O videopetisco
Levar com videochamadas faz-nos dar valor aos meros telefonemas em que só temos de gramar um dos lados da invasão acústica. Quando fala o outro, sabe bem o alívio do intervalinho de silêncio.
Nas esplanadas de Portugal já se preparam os novos petiscos para o Verão de 2018. Número 1 é o Facetime. Para fazê-lo importa primeiro reunir duas dúzias de inocentes, de preferência à procura de sossego.
A altura de entrar em acção é quando surgir um silêncio prolongado. Mande um SMS secreto ao seu cúmplice para ele lhe fazer a videochamada. Quando atender, faça questão de fingir que ficou muito contente: “Ó meu ganda maluco! Olha o Jorginho! É pá, tás um rapagão, man. Mostra lá essa cena... bem, impecável, man...”
O encanto de assistir a um Facetime alheio vem de poder ouvir ambos os lados da conversa. Nas chamadas sem vídeo as pessoas fazem o favor de encostar os telemóveis a uma orelha, para abafar a voz da outra criatura.

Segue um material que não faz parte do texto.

//! Wardrobe variant of the assignment engine.
//!
//! Garments are split in two lanes.  [`Role::Foundation`] pieces (shoes,
//! belts, bags) share the neutral colors of the palette: each takes the
//! neutral closest to its lightness target and several pieces may wear
//! the same one.  Visible garments take chromatic colors, spread apart
//! from each other, without reusing a color until the pool runs out.
//! Garments of the same kind get their colors in lightness order, so
//! three T-shirts come out dark, medium and light.

use std::collections::HashMap;
use log::{debug, trace};
use crate::catalog::{Item, Role};
use crate::color::Color;

/// Palette colors below this chroma form the neutral pool.
const NEUTRAL_CHROMA: f64 = 12.;
/// ΔE beyond which two garments count as fully distinct.
const SPREAD_CAP: f64 = 25.;
/// Cost of one unit of lightness away from a garment's target.
const LIGHTNESS_FIT: f64 = 1.5;

/// Split the palette into neutral and chromatic pools.  An empty pool
/// falls back to the whole palette.
fn pools(palette: &[Color]) -> (Vec<Color>, Vec<Color>) {
    let (mut neutral, mut chromatic): (Vec<Color>, Vec<Color>) =
        palette.iter().copied().partition(|c| c.chroma() < NEUTRAL_CHROMA);
    if neutral.is_empty() { neutral = palette.to_vec() }
    if chromatic.is_empty() { chromatic = palette.to_vec() }
    (neutral, chromatic)
}

/// Lightness target of each item.  The `k` unassigned items sharing a
/// name get targets spread evenly over their range so that, say, three
/// T-shirts come out light, medium and dark.
fn targets(items: &[Item]) -> Vec<f64> {
    let mut total: HashMap<&str, usize> = HashMap::new();
    for it in items.iter().filter(|i| !i.is_assigned()) {
        *total.entry(it.name.as_str()).or_default() += 1;
    }
    let mut seen: HashMap<&str, usize> = HashMap::new();
    items.iter().map(|it| {
        if it.is_assigned() { return it.meta.lightness.mid() }
        let k = total.get(it.name.as_str()).copied().unwrap_or(1);
        let j = seen.entry(it.name.as_str()).or_default();
        let t = it.meta.lightness.spread(*j, k);
        *j += 1;
        t
    }).collect()
}

/// Index of the color of `pool` closest in lightness to `target`.
fn nearest(pool: &[Color], target: f64) -> Option<usize> {
    pool.iter().enumerate()
        .min_by(|(_, a), (_, b)| {
            (a.lightness() - target).abs()
                .total_cmp(&(b.lightness() - target).abs())
        })
        .map(|(k, _)| k)
}

#[inline]
fn is_foundation(item: &Item) -> bool { item.meta.role == Role::Foundation }

/// Unassigned visible garments grouped by name, the group with the
/// narrowest lightness range first.
fn groups(items: &[Item]) -> Vec<Vec<usize>> {
    let mut groups: Vec<Vec<usize>> = vec![];
    for (i, it) in items.iter().enumerate() {
        if it.is_assigned() || is_foundation(it) { continue }
        match groups.iter_mut().find(|g| items[g[0]].name == it.name) {
            Some(g) => g.push(i),
            None => groups.push(vec![i]),
        }
    }
    let width = |g: &Vec<usize>| items[g[0]].meta.lightness.width();
    groups.sort_by(|g, h| width(g).total_cmp(&width(h)));
    groups
}

/// Return a copy of `items` where every unassigned garment has received
/// a color of `palette`.  Pinned garments keep their color and count as
/// already worn when spreading the visible ones.
pub fn auto_fill(items: &[Item], palette: &[Color]) -> Vec<Item> {
    let mut out = items.to_vec();
    if palette.is_empty() { return out }
    let (neutral, chromatic) = pools(palette);
    debug!("wardrobe pools: {} neutral, {} chromatic",
           neutral.len(), chromatic.len());
    let targets = targets(items);

    for (i, item) in out.iter_mut().enumerate() {
        if item.is_assigned() || !is_foundation(item) { continue }
        if let Some(k) = nearest(&neutral, targets[i]) {
            trace!("{} ← {} (target L {:.0})", item.name, neutral[k], targets[i]);
            item.color = Some(neutral[k]);
        }
    }

    let mut picked: Vec<Color> = items.iter()
        .filter(|i| !is_foundation(i))
        .filter_map(|i| i.color)
        .collect();
    let mut pool = chromatic.clone();
    for group in groups(items) {
        let mut chosen = Vec::with_capacity(group.len());
        for &i in &group {
            if pool.is_empty() {
                debug!("chromatic pool exhausted, reusing colors");
                pool = chromatic.clone();
            }
            let target = targets[i];
            let fit = |c: &Color| {
                let spread = picked.iter().map(|p| p.distance(c))
                    .fold(f64::INFINITY, f64::min);
                let spread = if spread.is_finite() { spread.min(SPREAD_CAP) }
                             else { 0. };
                spread - LIGHTNESS_FIT * (c.lightness() - target).abs()
            };
            let mut best = 0;
            let mut best_fit = f64::NEG_INFINITY;
            for (k, c) in pool.iter().enumerate() {
                let f = fit(c);
                if f > best_fit {
                    best = k;
                    best_fit = f;
                }
            }
            let c = pool.remove(best);
            chosen.push(c);
            picked.push(c);
        }
        // Darkest color to the darkest target.
        chosen.sort_by(|a, b| a.lightness().total_cmp(&b.lightness()));
        let mut slots = group;
        slots.sort_by(|&i, &j| targets[i].total_cmp(&targets[j]));
        for (i, c) in slots.into_iter().zip(chosen) {
            trace!("{} ← {c} (target L {:.0})", out[i].name, targets[i]);
            out[i].color = Some(c);
        }
    }
    out
}


#[cfg(test)]
mod tests {
    use super::*;
    use std::collections::HashSet;
    use crate::catalog::{self, ItemMeta, LightnessRange, Weight};

    fn hexes(hs: &[&str]) -> Vec<Color> {
        hs.iter().map(|h| Color::from_hex(h).unwrap()).collect()
    }

    fn capsule() -> Vec<Item> {
        let mut id = 0;
        catalog::CAPSULE.instantiate(|| { id += 1; id })
    }

    fn bases() -> Vec<Color> {
        hexes(&["#B5651D", "#F5F0E8", "#9CAF88", "#8B4513", "#1C1C1C"])
    }

    #[test]
    fn empty_palette() {
        let items = capsule();
        assert_eq!(auto_fill(&items, &[]), items);
    }

    #[test]
    fn pools_fall_back() {
        let (n, c) = pools(&bases());
        assert_eq!(n, hexes(&["#F5F0E8", "#1C1C1C"]));
        assert_eq!(c, hexes(&["#B5651D", "#9CAF88", "#8B4513"]));
        let greys = hexes(&["#808080", "#C0C0C0"]);
        assert_eq!(pools(&greys), (greys.clone(), greys.clone()));
    }

    #[test]
    fn same_garments_spread_lightness() {
        let t = targets(&capsule());
        assert_eq!(&t[.. 3], &[20., 55., 90.]);
        assert_eq!(t[3], 35.); // Jeans
        let mut items = capsule();
        items[0] = items[0].clone().with_color(Color::from_hex("#222222").unwrap());
        let t = targets(&items);
        assert_eq!(&t[1 .. 3], &[20., 90.]);
    }

    #[test]
    fn tees_follow_their_targets() {
        let mut palette = bases();
        palette.extend(hexes(&["#C0392B", "#E67E22", "#27AE60", "#2980B9",
                               "#8E44AD", "#F1C40F", "#16A085", "#2C3E50"]));
        let filled = auto_fill(&capsule(), &palette);
        let tees: Vec<f64> = filled[.. 3].iter()
            .map(|i| i.color.unwrap().lightness()).collect();
        assert!(tees[0] < tees[1] && tees[1] < tees[2], "{tees:?}");
        assert_eq!(filled[0].color, Some(Color::from_hex("#2C3E50").unwrap()));
        assert_eq!(filled[2].color, Some(Color::from_hex("#F1C40F").unwrap()));
    }

    #[test]
    fn narrowest_group_first() {
        let items = capsule();
        let names: Vec<&str> = groups(&items).iter()
            .map(|g| items[g[0]].name.as_str()).collect();
        assert_eq!(names, ["Jeans", "Jacket", "Scarf", "Sweater", "T-Shirt"]);
        assert_eq!(groups(&items)[4], vec![0, 1, 2]);
    }

    #[test]
    fn foundation_shares_neutrals() {
        let filled = auto_fill(&capsule(), &bases());
        let black = Color::from_hex("#1C1C1C").unwrap();
        for it in filled.iter().filter(|i| is_foundation(i)) {
            assert_eq!(it.color, Some(black), "{}", it.name);
        }
    }

    #[test]
    fn visible_garments_are_chromatic() {
        let palette = bases();
        let (_, chromatic) = pools(&palette);
        let filled = auto_fill(&capsule(), &palette);
        assert!(filled.iter().all(Item::is_assigned));
        for it in filled.iter().filter(|i| !is_foundation(i)) {
            assert!(chromatic.contains(&it.color.unwrap()), "{}", it.name);
        }
    }

    #[test]
    fn no_reuse_while_pool_lasts() {
        let palette = hexes(&["#C0392B", "#E67E22", "#27AE60", "#2980B9",
                              "#8E44AD", "#F1C40F", "#16A085", "#7F8C8D",
                              "#2C3E50"]);
        let filled = auto_fill(&capsule(), &palette);
        let visible: Vec<String> = filled.iter().filter(|i| !is_foundation(i))
            .map(|i| i.color.unwrap().to_hex()).collect();
        let distinct: HashSet<&String> = visible.iter().collect();
        assert_eq!(visible.len(), 7);
        assert_eq!(distinct.len(), 7);
    }

    #[test]
    fn pinned_garments_count_as_picked() {
        let meta = ItemMeta::new(Weight::Scale(5.), LightnessRange::new(20., 90.),
                                 Role::Core);
        let pinned = Color::lch(55., 40., 30.).unwrap();
        let near = Color::lch(55., 38., 32.).unwrap();
        let far = Color::lch(50., 40., 210.).unwrap();
        let tee = Item::new(2, "T-Shirt", meta);
        let alone = auto_fill(&[tee.clone()], &[near, far]);
        assert_eq!(alone[0].color, Some(near));
        let items = [Item::new(1, "Shirt", meta).with_color(pinned), tee];
        let filled = auto_fill(&items, &[near, far]);
        assert_eq!(filled[0].color, Some(pinned));
        assert_eq!(filled[1].color, Some(far));
    }
}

Nas videochamadas isso não se faz a não ser que um dos interlocutores seja otorrinolaringologista e o outro esteja a mostrar-lhe o antítrago. Como tal tem-se a oportunidade de capturar o hediondo vaivém da conversa.
Não há horror como ter saudades dum horror anterior. Mas é verdade: levar com videochamadas faz-nos dar valor aos meros telefonemas em que só temos de gramar um dos lados da invasão acústica. Quando fala o outro, sabe bem o alívio do intervalinho de silêncio.
No século passado, cada vez mais apetitoso, as videochamadas custavam uma fortuna. Agora não custam nada: só o sofrimento de quem tem de aturá-las. Pior ainda: ainda constituem novidade. Com que dissonância cognitiva é que se diz em 2018: “Que giro! Tou-te a ver! Tás-me a ver a mim?”